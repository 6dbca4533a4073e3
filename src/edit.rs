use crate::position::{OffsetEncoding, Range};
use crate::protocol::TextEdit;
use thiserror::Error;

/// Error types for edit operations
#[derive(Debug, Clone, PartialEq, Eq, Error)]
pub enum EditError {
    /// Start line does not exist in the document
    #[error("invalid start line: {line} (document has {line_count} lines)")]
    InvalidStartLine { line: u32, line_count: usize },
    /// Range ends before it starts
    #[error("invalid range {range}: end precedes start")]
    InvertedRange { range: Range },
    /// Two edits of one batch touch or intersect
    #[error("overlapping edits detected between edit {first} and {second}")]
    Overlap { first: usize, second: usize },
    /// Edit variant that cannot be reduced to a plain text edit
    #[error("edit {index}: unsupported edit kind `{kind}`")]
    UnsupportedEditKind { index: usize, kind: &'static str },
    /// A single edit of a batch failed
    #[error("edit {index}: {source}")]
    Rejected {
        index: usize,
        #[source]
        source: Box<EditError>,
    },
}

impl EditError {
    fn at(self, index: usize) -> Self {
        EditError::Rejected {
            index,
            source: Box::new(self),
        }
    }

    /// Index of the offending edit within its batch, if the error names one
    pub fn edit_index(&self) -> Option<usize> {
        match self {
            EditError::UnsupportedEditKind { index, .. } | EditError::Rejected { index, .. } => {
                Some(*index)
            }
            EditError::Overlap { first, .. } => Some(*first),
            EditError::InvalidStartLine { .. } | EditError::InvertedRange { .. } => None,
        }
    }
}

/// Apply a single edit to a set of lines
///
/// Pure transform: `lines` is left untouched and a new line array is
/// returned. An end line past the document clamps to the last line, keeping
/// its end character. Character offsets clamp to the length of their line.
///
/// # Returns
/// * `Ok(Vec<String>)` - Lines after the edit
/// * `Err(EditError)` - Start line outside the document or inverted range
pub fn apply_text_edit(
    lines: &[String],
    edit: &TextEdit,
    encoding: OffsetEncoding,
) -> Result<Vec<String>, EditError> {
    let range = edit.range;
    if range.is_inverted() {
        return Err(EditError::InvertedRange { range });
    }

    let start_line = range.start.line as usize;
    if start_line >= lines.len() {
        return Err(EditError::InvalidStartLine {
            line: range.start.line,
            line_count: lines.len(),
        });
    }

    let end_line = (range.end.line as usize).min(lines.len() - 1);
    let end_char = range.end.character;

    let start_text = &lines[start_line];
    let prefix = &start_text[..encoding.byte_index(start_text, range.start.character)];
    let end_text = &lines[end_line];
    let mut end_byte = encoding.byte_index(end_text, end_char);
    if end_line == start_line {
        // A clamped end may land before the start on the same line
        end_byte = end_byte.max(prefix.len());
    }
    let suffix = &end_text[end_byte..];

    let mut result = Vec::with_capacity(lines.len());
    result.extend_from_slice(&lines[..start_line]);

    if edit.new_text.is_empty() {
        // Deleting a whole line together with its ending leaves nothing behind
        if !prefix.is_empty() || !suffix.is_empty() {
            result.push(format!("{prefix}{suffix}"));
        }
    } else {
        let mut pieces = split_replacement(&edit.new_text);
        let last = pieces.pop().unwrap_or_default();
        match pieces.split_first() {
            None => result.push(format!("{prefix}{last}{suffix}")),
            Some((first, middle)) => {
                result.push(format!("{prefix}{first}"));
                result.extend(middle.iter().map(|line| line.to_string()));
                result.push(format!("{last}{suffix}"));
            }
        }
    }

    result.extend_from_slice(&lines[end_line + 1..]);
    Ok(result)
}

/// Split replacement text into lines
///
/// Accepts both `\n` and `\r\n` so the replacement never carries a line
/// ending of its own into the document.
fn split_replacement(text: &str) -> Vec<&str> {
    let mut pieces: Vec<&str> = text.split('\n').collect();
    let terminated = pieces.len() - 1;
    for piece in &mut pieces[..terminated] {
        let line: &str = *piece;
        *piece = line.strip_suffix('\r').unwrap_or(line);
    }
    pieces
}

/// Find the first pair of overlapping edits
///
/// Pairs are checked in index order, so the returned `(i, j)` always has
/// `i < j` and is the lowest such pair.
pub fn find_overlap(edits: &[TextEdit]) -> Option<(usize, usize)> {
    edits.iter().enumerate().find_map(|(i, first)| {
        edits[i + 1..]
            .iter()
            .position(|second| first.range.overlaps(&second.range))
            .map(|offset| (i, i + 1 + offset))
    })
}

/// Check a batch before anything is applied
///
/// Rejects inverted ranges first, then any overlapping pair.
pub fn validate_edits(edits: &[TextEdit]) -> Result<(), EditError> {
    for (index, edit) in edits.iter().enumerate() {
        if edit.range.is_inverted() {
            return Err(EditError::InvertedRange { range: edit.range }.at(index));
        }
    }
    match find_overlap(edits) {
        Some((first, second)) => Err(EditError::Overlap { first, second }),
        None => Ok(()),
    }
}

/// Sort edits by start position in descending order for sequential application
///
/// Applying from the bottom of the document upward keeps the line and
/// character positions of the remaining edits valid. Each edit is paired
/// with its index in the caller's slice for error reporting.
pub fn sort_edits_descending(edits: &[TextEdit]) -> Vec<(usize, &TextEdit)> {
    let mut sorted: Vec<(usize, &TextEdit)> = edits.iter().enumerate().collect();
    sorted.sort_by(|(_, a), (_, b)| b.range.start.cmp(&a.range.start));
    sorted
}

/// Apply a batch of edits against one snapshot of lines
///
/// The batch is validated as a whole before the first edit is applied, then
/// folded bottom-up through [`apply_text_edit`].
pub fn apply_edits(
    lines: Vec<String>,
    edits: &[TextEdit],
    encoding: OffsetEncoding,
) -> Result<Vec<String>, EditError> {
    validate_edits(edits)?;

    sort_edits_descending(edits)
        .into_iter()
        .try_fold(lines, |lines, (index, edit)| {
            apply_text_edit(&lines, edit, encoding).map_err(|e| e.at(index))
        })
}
········
> [Task description]: Write every record out again exactly.

> [Task answer]:
repository 6dbca4533a4073e3
filename src/edit.rs
use crate::position::{OffsetEncoding, Range};
use crate::protocol::TextEdit;
use thiserror::Error;

/// Error types for edit operations
#[derive(Debug, Clone, PartialEq, Eq, Error)]
pub enum EditError {
    /// Start line does not exist in the document
    #[error("invalid start line: {line} (document has {line_count} lines)")]
    InvalidStartLine { line: u32, line_count: usize },
    /// Range ends before it starts
    #[error("invalid range {range}: end precedes start")]
    InvertedRange { range: Range },
    /// Two edits of one batch touch or intersect
    #[error("overlapping edits detected between edit {first} and {second}")]
    Overlap { first: usize, second: usize },
    /// Edit variant that cannot be reduced to a plain text edit
    #[error("edit {index}: unsupported edit kind `{kind}`")]
    UnsupportedEditKind { index: usize, kind: &'static str },
    /// A single edit of a batch failed
    #[error("edit {index}: {source}")]
    Rejected {
        index: usize,
        #[source]
        source: Box<EditError>,
    },
}

impl EditError {
    fn at(self, index: usize) -> Self {
        EditError::Rejected {
            index,
            source: Box::new(self),
        }
    }

    /// Index of the offending edit within its batch, if the error names one
    pub fn edit_index(&self) -> Option<usize> {
        match self {
            EditError::UnsupportedEditKind { index, .. } | EditError::Rejected { index, .. } => {
                Some(*index)
            }
            EditError::Overlap { first, .. } => Some(*first),
            EditError::InvalidStartLine { .. } | EditError::InvertedRange { .. } => None,
        }
    }
}

/// Apply a single edit to a set of lines
///
/// Pure transform: `lines` is left untouched and a new line array is
/// returned. An end line past the document clamps to the last line, keeping
/// its end character. Character offsets clamp to the length of their line.
///
/// # Returns
/// * `Ok(Vec<String>)` - Lines after the edit
/// * `Err(EditError)` - Start line outside the document or inverted range
pub fn apply_text_edit(
    lines: &[String],
    edit: &TextEdit,
    encoding: OffsetEncoding,
) -> Result<Vec<String>, EditError> {
    let range = edit.range;
    if range.is_inverted() {
        return Err(EditError::InvertedRange { range });
    }

    let start_line = range.start.line as usize;
    if start_line >= lines.len() {
        return Err(EditError::InvalidStartLine {
            line: range.start.line,
            line_count: lines.len(),
        });
    }

    let end_line = (range.end.line as usize).min(lines.len() - 1);
    let end_char = range.end.character;

    let start_text = &lines[start_line];
    let prefix = &start_text[..encoding.byte_index(start_text, range.start.character)];
    let end_text = &lines[end_line];
    let mut end_byte = encoding.byte_index(end_text, end_char);
    if end_line == start_line {
        // A clamped end may land before the start on the same line
        end_byte = end_byte.max(prefix.len());
    }
    let suffix = &end_text[end_byte..];

    let mut result = Vec::with_capacity(lines.len());
    result.extend_from_slice(&lines[..start_line]);

    if edit.new_text.is_empty() {
        // Deleting a whole line together with its ending leaves nothing behind
        if !prefix.is_empty() || !suffix.is_empty() {
            result.push(format!("{prefix}{suffix}"));
        }
    } else {
        let mut pieces = split_replacement(&edit.new_text);
        let last = pieces.pop().unwrap_or_default();
        match pieces.split_first() {
            None => result.push(format!("{prefix}{last}{suffix}")),
            Some((first, middle)) => {
                result.push(format!("{prefix}{first}"));
                result.extend(middle.iter().map(|line| line.to_string()));
                result.push(format!("{last}{suffix}"));
            }
        }
    }

    result.extend_from_slice(&lines[end_line + 1..]);
    Ok(result)
}

/// Split replacement text into lines
///
/// Accepts both `\n` and `\r\n` so the replacement never carries a line
/// ending of its own into the document.
fn split_replacement(text: &str) -> Vec<&str> {
    let mut pieces: Vec<&str> = text.split('\n').collect();
    let terminated = pieces.len() - 1;
    for piece in &mut pieces[..terminated] {
        let line: &str = *piece;
        *piece = line.strip_suffix('\r').unwrap_or(line);
    }
    pieces
}

/// Find the first pair of overlapping edits
///
/// Pairs are checked in index order, so the returned `(i, j)` always has
/// `i < j` and is the lowest such pair.
pub fn find_overlap(edits: &[TextEdit]) -> Option<(usize, usize)> {
    edits.iter().enumerate().find_map(|(i, first)| {
        edits[i + 1..]
            .iter()
            .position(|second| first.range.overlaps(&second.range))
            .map(|offset| (i, i + 1 + offset))
    })
}

/// Check a batch before anything is applied
///
/// Rejects inverted ranges first, then any overlapping pair.
pub fn validate_edits(edits: &[TextEdit]) -> Result<(), EditError> {
    for (index, edit) in edits.iter().enumerate() {
        if edit.range.is_inverted() {
            return Err(EditError::InvertedRange { range: edit.range }.at(index));
        }
    }
    match find_overlap(edits) {
        Some((first, second)) => Err(EditError::Overlap { first, second }),
        None => Ok(()),
    }
}

/// Sort edits by start position in descending order for sequential application
///
/// Applying from the bottom of the document upward keeps the line and
/// character positions of the remaining edits valid. Each edit is paired
/// with its index in the caller's slice for error reporting.
pub fn sort_edits_descending(edits: &[TextEdit]) -> Vec<(usize, &TextEdit)> {
    let mut sorted: Vec<(usize, &TextEdit)> = edits.iter().enumerate().collect();
    sorted.sort_by(|(_, a), (_, b)| b.range.start.cmp(&a.range.start));
    sorted
}

/// Apply a batch of edits against one snapshot of lines
///
/// The batch is validated as a whole before the first edit is applied, then
/// folded bottom-up through [`apply_text_edit`].
pub fn apply_edits(
    lines: Vec<String>,
    edits: &[TextEdit],
    encoding: OffsetEncoding,
) -> Result<Vec<String>, EditError> {
    validate_edits(edits)?;

    sort_edits_descending(edits)
        .into_iter()
        .try_fold(lines, |lines, (index, edit)| {
            apply_text_edit(&lines, edit, encoding).map_err(|e| e.at(index))
        })
}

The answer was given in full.